[Problem to work on]
Using the entries that follow, establish how many lines contain the word "spawn" and give only that figure.

START Records supplied

use crate::UrlError;
use url::Url;

/// List of tracking query parameters to remove during normalization
const TRACKING_PARAMS: &[&str] = &[
    "utm_source",
    "utm_medium",
    "utm_campaign",
    "utm_term",
    "utm_content",
    "fbclid",
    "gclid",
    "mc_eid",
];

/// Normalizes a URL so that equivalent spellings dedupe to one entry
///
/// # Normalization Steps
///
/// 1. Parse the URL; reject if malformed
/// 2. Reject anything that is not HTTP(S) or has no host
/// 3. Lowercase the host (the `url` crate already does this for
///    special schemes; default ports are dropped as well)
/// 4. Normalize path:
///    - Remove dot segments (. and ..) and empty segments
///    - Remove trailing slash (except for root /)
///    - Empty path becomes /
/// 5. Remove fragment (everything after #)
/// 6. Remove tracking query parameters
/// 7. Sort remaining query parameters by name; pairs are kept as written,
///    so a valueless `?print` stays `?print`
/// 8. Remove empty query string (trailing ?)
///
/// # Examples
///
/// ```
/// use sumi_spider::url::normalize_url;
///
/// let url = normalize_url("https://EXAMPLE.org/page1/?").unwrap();
/// assert_eq!(url.as_str(), "https://example.org/page1");
/// ```
pub fn normalize_url(url_str: &str) -> Result<Url, UrlError> {
    let mut url = Url::parse(url_str.trim()).map_err(|e| UrlError::Parse(e.to_string()))?;

    if url.scheme() != "http" && url.scheme() != "https" {
        return Err(UrlError::InvalidScheme(format!(
            "Only HTTP and HTTPS schemes are supported, got: {}",
            url.scheme()
        )));
    }

    match url.host_str() {
        Some(host) if !host.is_empty() => {
            let lowered = host.to_lowercase();
            if lowered != host {
                url.set_host(Some(&lowered))
                    .map_err(|e| UrlError::Malformed(format!("Failed to set host: {}", e)))?;
            }
        }
        _ => return Err(UrlError::MissingDomain),
    }

    let normalized_path = normalize_path(url.path());
    url.set_path(&normalized_path);

    url.set_fragment(None);

    if let Some(query) = url.query() {
        let filtered_params = filter_and_sort_query_params(query);

        if filtered_params.is_empty() {
            url.set_query(None);
        } else {
            url.set_query(Some(&filtered_params.join("&")));
        }
    }

    Ok(url)
}

/// Normalizes a URL path by removing dot segments and trailing slashes
fn normalize_path(path: &str) -> String {
    if path.is_empty() {
        return "/".to_string();
    }

    let mut normalized_segments: Vec<&str> = Vec::new();

    for segment in path.split('/') {
        match segment {
            "" | "." => continue,
            ".." => {
                normalized_segments.pop();
            }
            _ => normalized_segments.push(segment),
        }
    }

    if normalized_segments.is_empty() {
        return "/".to_string();
    }

    format!("/{}", normalized_segments.join("/"))
}

/// Filters out tracking parameters and sorts the remaining raw pairs by name
///
/// Pairs are returned exactly as written in the query.
fn filter_and_sort_query_params(query: &str) -> Vec<String> {
    let mut params: Vec<(&str, &str)> = query
        .split('&')
        .map(|pair| (pair.split_once('=').map_or(pair, |(key, _)| key), pair))
        .filter(|(key, _)| !key.is_empty() && !is_tracking_param(key))
        .collect();

    params.sort();

    params.into_iter().map(|(_, pair)| pair.to_string()).collect()
}

/// Checks if a query parameter is a tracking parameter
fn is_tracking_param(key: &str) -> bool {
    TRACKING_PARAMS.contains(&key) || key.starts_with("utm_")
}

#[cfg(test)]
mod tests {
    use super::*;

    #[test]
    fn test_keep_scheme() {
        let result = normalize_url("http://example.com/page").unwrap();
        assert_eq!(result.as_str(), "http://example.com/page");
    }

    #[test]
    fn test_remove_trailing_slash() {
        let result = normalize_url("https://example.com/page/").unwrap();
        assert_eq!(result.as_str(), "https://example.com/page");
    }

    #[test]
    fn test_remove_empty_query() {
        let result = normalize_url("https://example.org/en/page1/?").unwrap();
        assert_eq!(result.as_str(), "https://example.org/en/page1");
    }

    #[test]
    fn test_keep_root_slash() {
        let result = normalize_url("https://example.com/").unwrap();
        assert_eq!(result.as_str(), "https://example.com/");
    }

    #[test]
    fn test_empty_path_becomes_root() {
        let result = normalize_url("https://example.com").unwrap();
        assert_eq!(result.as_str(), "https://example.com/");
    }

    #[test]
    fn test_remove_fragment() {
        let result = normalize_url("https://example.com/page#section").unwrap();
        assert_eq!(result.as_str(), "https://example.com/page");
    }

    #[test]
    fn test_remove_tracking_params() {
        let result = normalize_url("https://example.com/page?utm_source=twitter").unwrap();
        assert_eq!(result.as_str(), "https://example.com/page");
    }

    #[test]
    fn test_sort_query_params() {
        let result = normalize_url("https://example.com/page?b=2&a=1").unwrap();
        assert_eq!(result.as_str(), "https://example.com/page?a=1&b=2");
    }

    #[test]
    fn test_mixed_query_params() {
        let result = normalize_url(
            "https://example.com/page?keep=yes&utm_medium=email&another=value&fbclid=123",
        )
        .unwrap();
        assert_eq!(
            result.as_str(),
            "https://example.com/page?another=value&keep=yes"
        );
    }

    #[test]
    fn test_valueless_query_params_kept_as_written() {
        let result = normalize_url("https://example.com/page?print").unwrap();
        assert_eq!(result.as_str(), "https://example.com/page?print");

        let result = normalize_url("https://example.com/page?b=&print&a=1&&utm_source=x").unwrap();
        assert_eq!(result.as_str(), "https://example.com/page?a=1&b=&print");
    }

    #[test]
    fn test_query_values_are_not_reencoded() {
        let result = normalize_url("https://example.com/search?q=a%20b&lang=de").unwrap();
        assert_eq!(result.as_str(), "https://example.com/search?lang=de&q=a%20b");
    }

    #[test]
    fn test_normalize_path_with_dots() {
        let result = normalize_url("https://example.com/a/../b/./c").unwrap();
        assert_eq!(result.as_str(), "https://example.com/b/c");
    }

    #[test]
    fn test_lowercase_host_keeps_path_case() {
        let result = normalize_url("https://EXAMPLE.COM/Page").unwrap();
        assert_eq!(result.as_str(), "https://example.com/Page");
    }

    #[test]
    fn test_default_port_dropped() {
        let result = normalize_url("https://example.com:443/page").unwrap();
        assert_eq!(result.as_str(), "https://example.com/page");

        let result = normalize_url("http://127.0.0.1:8080/page/").unwrap();
        assert_eq!(result.as_str(), "http://127.0.0.1:8080/page");
    }

    #[test]
    fn test_multiple_slashes() {
        let result = normalize_url("https://example.com///path//to///page").unwrap();
        assert_eq!(result.as_str(), "https://example.com/path/to/page");
    }

    #[test]
    fn test_invalid_scheme() {
        let result = normalize_url("ftp://example.com/page");
        assert!(matches!(result.unwrap_err(), UrlError::InvalidScheme(_)));

        let result = normalize_url("mailto:user@example.org");
        assert!(matches!(result.unwrap_err(), UrlError::InvalidScheme(_)));
    }

    #[test]
    fn test_malformed_url() {
        assert!(normalize_url("not a url").is_err());
        assert!(normalize_url("xyz").is_err());
        assert!(normalize_url("1234").is_err());
    }

    #[test]
    fn test_trailing_slash_variants_dedupe() {
        let a = normalize_url("https://example.org/page1").unwrap();
        let b = normalize_url("https://example.org/page1/").unwrap();
        assert_eq!(a, b);
    }
}
impl<F: Fetcher + 'static> Spider<F> {
    /// Fetches up to `max_pages` pending URLs of a session in parallel
    ///
    /// URLs are taken from the queue in discovery order; robots-disallowed
    /// ones are marked excluded and count against `max_pages` without being
    /// fetched. Fetches run as tokio tasks bounded by
    /// `crawler.max-concurrent-fetches` and paced per site. The session is
    /// updated with the result.
    pub async fn crawl_pending(&self, session: &mut CrawlSession, max_pages: usize) -> PageStep {
        let agent = self.user_agent();
        let mut tasks = JoinSet::new();
        let mut consumed = 0;

        while consumed < max_pages {
            let popped = self
                .store
                .next_unvisited_checked(&session.base_url, |url| {
                    is_allowed(session.rules.as_ref(), agent, url)
                });
            let Some((url, state)) = popped else {
                break;
            };
            consumed += 1;

            if state == UrlState::Excluded {
                tracing::info!("Skipping {} (disallowed by robots.txt)", url);
                continue;
            }

            let spider = self.clone();
            let rules = session.rules.clone();
            let lang = session.lang.clone();
            tasks.spawn(async move {
                spider
                    .visit(&url, rules.as_ref(), false, lang.as_deref())
                    .await;
            });
        }

        while let Some(joined) = tasks.join_next().await {
            if let Err(e) = joined {
                tracing::warn!("Page task failed: {}", e);
            }
        }

        let step = self.step_result(&session.base_url, session.iteration + consumed);
        session.apply(step);
        step
    }

    /// Runs one focused crawl per seed, concurrently
    ///
    /// Every seed gets its own store; the fetcher, the concurrency limit and
    /// the stop signal are shared. Results come back in seed order.
    pub async fn crawl_sites(
        &self,
        seeds: &[String],
        lang: Option<&str>,
    ) -> Vec<(String, Result<CrawlOutcome>)> {
        let mut handles = Vec::with_capacity(seeds.len());

        for seed in seeds {
            let spider = self.clone().with_store(Arc::new(UrlStore::new()));
            let seed = seed.clone();
            let lang = lang.map(str::to_string);
            handles.push(tokio::spawn(async move {
                spider
                    .focused_crawler(&seed, None, None, lang.as_deref())
                    .await
            }));
        }

        let mut results = Vec::with_capacity(seeds.len());
        for (seed, handle) in seeds.iter().zip(handles) {
            let result = match handle.await {
                Ok(result) => result,
                Err(e) => Err(SpiderError::Task(e)),
            };
            results.push((seed.clone(), result));
        }
        results
    }
}

/// Runs a focused crawl over HTTP
///
/// Convenience wrapper building an [`HttpFetcher`] from `config`.
///
/// # Example
///
/// ```no_run
/// use sumi_spider::config::Config;
/// use sumi_spider::focused_crawler;
///
/// # async fn example() -> Result<(), Box<dyn std::error::Error>> {
/// let outcome = focused_crawler(&Config::default(), "https://example.org", None, None, None).await?;
/// println!("{} pages left to visit", outcome.todo.len());
/// # Ok(())
/// # }
/// ```
pub async fn focused_crawler(
    config: &Config,
    start_url: &str,
    max_seen_urls: Option<usize>,
    max_known_urls: Option<usize>,
    lang: Option<&str>,
) -> Result<CrawlOutcome> {
    let fetcher = HttpFetcher::new(config)?;
    let spider = Spider::new(config.clone(), fetcher)?;
    spider
        .focused_crawler(start_url, max_seen_urls, max_known_urls, lang)
        .await
}

/// Runs one focused crawl per seed with the given fetcher
///
/// See [`Spider::crawl_sites`].
pub async fn crawl_sites<F: Fetcher + 'static>(
    config: Config,
    fetcher: F,
    seeds: &[String],
    lang: Option<&str>,
) -> Result<Vec<(String, Result<CrawlOutcome>)>> {
    let spider = Spider::new(config, fetcher)?;
    Ok(spider.crawl_sites(seeds, lang).await)
}
use crate::config::types::{
    Config, CrawlerConfig, HeuristicsConfig, UserAgentConfig, MAX_CRAWL_DELAY,
};
use crate::ConfigError;
use regex::Regex;
use url::Url;

/// Validates the entire configuration
pub fn validate(config: &Config) -> Result<(), ConfigError> {
    validate_crawler_config(&config.crawler)?;
    validate_user_agent_config(&config.user_agent)?;
    validate_heuristics(&config.heuristics)?;
    Ok(())
}

/// Validates crawler configuration
fn validate_crawler_config(config: &CrawlerConfig) -> Result<(), ConfigError> {
    if config.max_seen_urls < 1 {
        return Err(ConfigError::Validation(format!(
            "max_seen_urls must be >= 1, got {}",
            config.max_seen_urls
        )));
    }

    if config.max_known_urls < 1 {
        return Err(ConfigError::Validation(format!(
            "max_known_urls must be >= 1, got {}",
            config.max_known_urls
        )));
    }

    if !config.default_crawl_delay.is_finite() || config.default_crawl_delay < 0.0 {
        return Err(ConfigError::Validation(format!(
            "default_crawl_delay must be a non-negative number of seconds, got {}",
            config.default_crawl_delay
        )));
    }

    if config.default_crawl_delay > MAX_CRAWL_DELAY {
        return Err(ConfigError::Validation(format!(
            "default_crawl_delay must be at most {} seconds, got {}",
            MAX_CRAWL_DELAY, config.default_crawl_delay
        )));
    }

    if config.max_concurrent_fetches < 1 || config.max_concurrent_fetches > 100 {
        return Err(ConfigError::Validation(format!(
            "max_concurrent_fetches must be between 1 and 100, got {}",
            config.max_concurrent_fetches
        )));
    }

    if config.request_timeout < 1 {
        return Err(ConfigError::Validation(format!(
            "request_timeout must be >= 1s, got {}s",
            config.request_timeout
        )));
    }

    Ok(())
}

/// Validates user agent configuration
fn validate_user_agent_config(config: &UserAgentConfig) -> Result<(), ConfigError> {
    // Validate crawler name: non-empty, alphanumeric + hyphens only
    if config.crawler_name.is_empty() {
        return Err(ConfigError::Validation(
            "crawler_name cannot be empty".to_string(),
        ));
    }

    if !config
        .crawler_name
        .chars()
        .all(|c| c.is_alphanumeric() || c == '-')
    {
        return Err(ConfigError::Validation(format!(
            "crawler_name must contain only alphanumeric characters and hyphens, got '{}'",
            config.crawler_name
        )));
    }

    Url::parse(&config.contact_url)
        .map_err(|e| ConfigError::InvalidUrl(format!("Invalid contact_url: {}", e)))?;

    validate_email(&config.contact_email)?;

    Ok(())
}

/// Validates that every heuristic pattern compiles
fn validate_heuristics(config: &HeuristicsConfig) -> Result<(), ConfigError> {
    for pattern in config
        .navigation_patterns
        .iter()
        .chain(config.not_crawlable_patterns.iter())
    {
        validate_pattern(pattern)?;
    }
    Ok(())
}

fn validate_pattern(pattern: &str) -> Result<(), ConfigError> {
    if pattern.is_empty() {
        return Err(ConfigError::InvalidPattern(
            "Path pattern cannot be empty".to_string(),
        ));
    }

    Regex::new(pattern)
        .map(|_| ())
        .map_err(|e| ConfigError::InvalidPattern(format!("'{}': {}", pattern, e)))
}

/// Basic email validation
fn validate_email(email: &str) -> Result<(), ConfigError> {
    if email.is_empty() {
        return Err(ConfigError::Validation(
            "contact_email cannot be empty".to_string(),
        ));
    }

    // Basic email format check: must contain @ and have text on both sides
    let parts: Vec<&str> = email.split('@').collect();
    if parts.len() != 2 {
        return Err(ConfigError::Validation(format!(
            "Invalid email format: '{}'",
            email
        )));
    }

    let local = parts[0];
    let domain = parts[1];

    if local.is_empty() || domain.is_empty() {
        return Err(ConfigError::Validation(format!(
            "Invalid email format: '{}'",
            email
        )));
    }

    if !domain.contains('.') {
        return Err(ConfigError::Validation(format!(
            "Invalid email domain: '{}'",
            email
        )));
    }

    Ok(())
}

END Records supplied

[Output for this task]
2